Cosenza - "Acquistavano" auto rubate per poi contattare i proprietari e offrire la restituzione del mezzo in cambio di denaro. Sette persone sono state arrestate (due ai domiciliari) dai carabinieri del reparto operativo di Cosenza e un'altra ha avuto un obbligo di presentazione alla pg, con le accuse, a vario titolo, di estorsione, ricettazione, false dichiarazioni o attestazioni in atti per l'ag e favoreggiamento. I casi di "cavallo di ritorno" si verificavano tra Cosenza e Rende.
E' stato appurato che venivano utilizzate delle cabine telefoniche per chiedere il riscatto alle persone alle quali era stata rubata l'auto. Riscatto che variava secondo il tipo di veicolo, ma che e' arrivato, in un caso, fino a 2700 euro. Il prezzo veniva trattato al telefono. In un caso, sull'auto rubata c'erano delle attrezzature elettromedicali, per le quali è stato chiesto un riscatto a parte. Dopo la seconda telefonata, i contatti venivano interrotti e le auto venivano bruciate o smontate a pezzi. Erano le donne del gruppo ad effettuare le telefonate, accompagnate da un bambino, per non dare nell'occhio e non subire controlli. "Voglio sottolineare l'assoluta mancanza di collaborazione da parte delle vittime - ha detto il procuratore aggiunto di Cosenza Marisa Manzini, presente alla conferenza stampa seguita all'arresto di un gruppo di persone dedite al furto d'auto - tanto che una delle vittime, che si è rifiutata di collaborare nonostante l'evidenza del furto, è stata accusata di favoreggiamento ed è destinataria di un obbligo di presentazione alla polizia". "Un plauso va ai carabinieri - ha detto ancora la Manzini - che hanno lavorato davvero senza aver nessun aiuto, e per questo bisogna sensibilizzare la popolazione".

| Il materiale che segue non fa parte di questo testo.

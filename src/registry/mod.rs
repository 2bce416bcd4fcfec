//! Record Store Module
//!
//! Owns the in-memory collection of animals and the ID counter that numbers them.
//!
//! ## Core Concepts
//! - **Collection**: An ordered list of `Animal` records. Insertion order is kept;
//!   removals shift later records left.
//! - **ID Counter**: Starts at 1 and only ever grows. IDs are never reused, not even
//!   after the record holding them is deleted.
//! - **Serialized Access**: `AnimalStore` keeps the collection behind a single async
//!   mutex and persists every mutation while still holding it, so concurrent requests
//!   can neither interleave mutations nor interleave file writes.
//!
//! ## Submodules
//! - **`types`**: The `Animal` record.
//! - **`records`**: `AnimalRegistry`, the plain (synchronous) collection + counter.
//! - **`store`**: `AnimalStore`, the shared, persisted handle used by the HTTP layer.

pub mod records;
pub mod store;
pub mod types;
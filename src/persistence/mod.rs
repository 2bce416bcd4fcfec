//! Persistence Adapter
//!
//! Stores the animal collection as a single JSON array in `<storage>/animals.json`.
//!
//! ## Write Path
//! Saves never write the target file in place. The collection is serialized into a
//! uniquely named temporary file next to the target, flushed to disk, and then renamed
//! over `animals.json`. A crash mid-write leaves the previous file intact.
//!
//! ## Read Path
//! Loads read and deserialize the whole file. A missing or malformed file is an error;
//! there is no partial recovery. Deciding what to do about it is up to the caller
//! (see `lifecycle`).

pub mod file;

I nomi degli arrestati: Ivan Trinni, Hamid Zoubir, Anna Manzo, Patrizia Berlingieri, Leonardo Berlingieri, Franco Abbruzzese e Dorin Adrian Teglas. Il nome dell'operazione deriva da una frase che il gruppo utilizzava per comunicare in codice che sarebbero stati effettuati dei furti: "stasera andiamo a cena fuori".
REAZIONI
Sindaco di Cosenza plaude a operazione carabinieri
"E' un vero e proprio scacco matto alle attivita' perpetuate in maniera illecita quello che le forze dell'ordine stanno compiendo sul nostro territorio". Ad affermarlo è il sindaco di Cosenza Mario Occhiuto, che aggiunge: "Non è nemmeno trascorsa una settimana dall'importante operazione anti racket che ha sgominato un clan dedito a violente estorsioni contro gli imprenditori locali, che il Nucleo operativo del Comando Provinciale dei Carabinieri ha eseguito oggi diversi arresti permettendo così di interrompere il cosiddetto fenomeno del cavallo di ritorno relativo al furto di autoveicoli. I cittadini - aggiunge Occhiuto - avvertono più che mai la presenza forte dello Stato a tutela della loro sicurezza. Sento pertanto di esprimere ancora una volta gratitudine, a nome di tutta la comunità, al colonnello Giuseppe Brancati, al colonnello Vincenzo Franzese e al capitano Michele Borrelli che hanno guidato i validi uomini dell'Arma in questa ennesima brillante operazione, insieme al procuratore aggiunto Marisa Manzini che ha coordinato le indagini. Credo - conclude il Sindaco - che si possa parlare, a ragione, di un'imponente azione di pulizia che restituisce motivazione alla sinergica azione di crescita che come istituzione comunale stiamo portando avanti".